ABOUT THIS EXERCISE →
Note every line in the entries that contains the string "already", and copy it.

THE RECORDS →
-*-

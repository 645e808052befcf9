//! Events emitted while a download stream runs.

use std::fmt;
use std::path::PathBuf;
use std::sync::Arc;

use crate::catalog::{Group, Item};

/// One step in the lifecycle of a download.
///
/// For a single item the sequence is:
///
/// ```text
/// StartItem, Progress(0), [UpToDate | Stale],
/// StartTransfer, Progress(5), Progress(..)*, FinishTransfer, Progress(80),
/// [StartUnpack, Progress(..)*, FinishUnpack],
/// Progress(100), FinishItem
/// ```
///
/// An up-to-date item skips straight from `UpToDate` to `Progress(100)`.
/// Any failure ends the item's sequence with [`Event::Error`].
#[derive(Debug, Clone, PartialEq)]
pub enum Event {
    /// The caller did not choose a directory; this one is used.
    SelectDownloadDir(PathBuf),

    StartGroup(Arc<Group>),
    FinishGroup(Arc<Group>),

    StartItem(Arc<Item>),
    FinishItem(Arc<Item>),

    StartTransfer(Arc<Item>),
    FinishTransfer(Arc<Item>),

    StartUnpack(Arc<Item>),
    FinishUnpack(Arc<Item>),

    /// The item is already installed and will not be fetched.
    UpToDate(Arc<Item>),

    /// A previous copy is out of date or corrupt and will be replaced.
    Stale(Arc<Item>),

    /// Overall progress of the stream, 0 to 100.
    Progress(f64),

    /// An item failed, or an id could not be resolved (`item` is `None`).
    Error {
        id: String,
        item: Option<Arc<Item>>,
        reason: String,
    },
}

impl Event {
    /// The item this event concerns, if any.
    pub fn item(&self) -> Option<&Arc<Item>> {
        match self {
            Event::StartItem(item)
            | Event::FinishItem(item)
            | Event::StartTransfer(item)
            | Event::FinishTransfer(item)
            | Event::StartUnpack(item)
            | Event::FinishUnpack(item)
            | Event::UpToDate(item)
            | Event::Stale(item) => Some(item),
            Event::Error { item, .. } => item.as_ref(),
            _ => None,
        }
    }

    /// The group this event concerns, if any.
    pub fn group(&self) -> Option<&Arc<Group>> {
        match self {
            Event::StartGroup(group) | Event::FinishGroup(group) => Some(group),
            _ => None,
        }
    }

    pub fn progress(&self) -> Option<f64> {
        match self {
            Event::Progress(p) => Some(*p),
            _ => None,
        }
    }

    pub fn is_error(&self) -> bool {
        matches!(self, Event::Error { .. })
    }

    /// Stable name of the event kind.
    pub fn kind(&self) -> &'static str {
        match self {
            Event::SelectDownloadDir(_) => "select_download_dir",
            Event::StartGroup(_) => "start_group",
            Event::FinishGroup(_) => "finish_group",
            Event::StartItem(_) => "start_item",
            Event::FinishItem(_) => "finish_item",
            Event::StartTransfer(_) => "start_transfer",
            Event::FinishTransfer(_) => "finish_transfer",
            Event::StartUnpack(_) => "start_unpack",
            Event::FinishUnpack(_) => "finish_unpack",
            Event::UpToDate(_) => "up_to_date",
            Event::Stale(_) => "stale",
            Event::Progress(_) => "progress",
            Event::Error { .. } => "error",
        }
    }
}

impl fmt::Display for Event {
    fn fmt(&self, f: &mut fmt::Formatter<'_>) -> fmt::Result {
        match self {
            Event::SelectDownloadDir(dir) => write!(f, "Using data directory {}", dir.display()),
            Event::StartGroup(group) => write!(f, "Downloading collection {}", group.id),
            Event::FinishGroup(group) => write!(f, "Done downloading collection {}", group.id),
            Event::StartItem(item) => write!(f, "Downloading package {}", item.id),
            Event::FinishItem(item) => write!(f, "Finished package {}", item.id),
            Event::StartTransfer(item) => write!(f, "Fetching {}", item.url),
            Event::FinishTransfer(item) => write!(f, "Fetched {}", item.filename),
            Event::StartUnpack(item) => write!(f, "Unzipping {}", item.filename),
            Event::FinishUnpack(item) => write!(f, "Unzipped {}", item.filename),
            Event::UpToDate(item) => write!(f, "Package {} is already up-to-date", item.id),
            Event::Stale(item) => write!(f, "Package {} is out-of-date or corrupt", item.id),
            Event::Progress(p) => write!(f, "{:.0}%", p),
            Event::Error { reason, .. } => f.write_str(reason),
        }
    }
}

#[cfg(test)]
mod tests {
    use super::*;
    use crate::catalog::make_item;

    #[test]
    fn test_event_accessors() {
        let item = Arc::new(make_item("ner2", "en", "en.zip", 1));
        let start = Event::StartItem(item.clone());
        assert_eq!(start.item(), Some(&item));
        assert_eq!(start.kind(), "start_item");
        assert!(start.group().is_none());

        let error = Event::Error {
            id: "nope".to_string(),
            item: None,
            reason: "package \"nope\" not found in index".to_string(),
        };
        assert!(error.is_error());
        assert!(error.item().is_none());
        assert_eq!(error.to_string(), "package \"nope\" not found in index");

        assert_eq!(Event::Progress(42.4).progress(), Some(42.4));
        assert_eq!(Event::Progress(42.4).to_string(), "42%");
    }

    #[test]
    fn test_event_display() {
        let item = Arc::new(make_item("ner2", "en", "en.zip", 1));
        assert_eq!(
            Event::UpToDate(item.clone()).to_string(),
            "Package ner2.en is already up-to-date"
        );
        assert_eq!(
            Event::StartUnpack(item).to_string(),
            "Unzipping ner2/en/en.zip"
        );
    }
}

-*-

EXERCISE RESPONSE →
    /// The item is already installed and will not be fetched.
            Event::UpToDate(item) => write!(f, "Package {} is already up-to-date", item.id),
            "Package ner2.en is already up-to-date"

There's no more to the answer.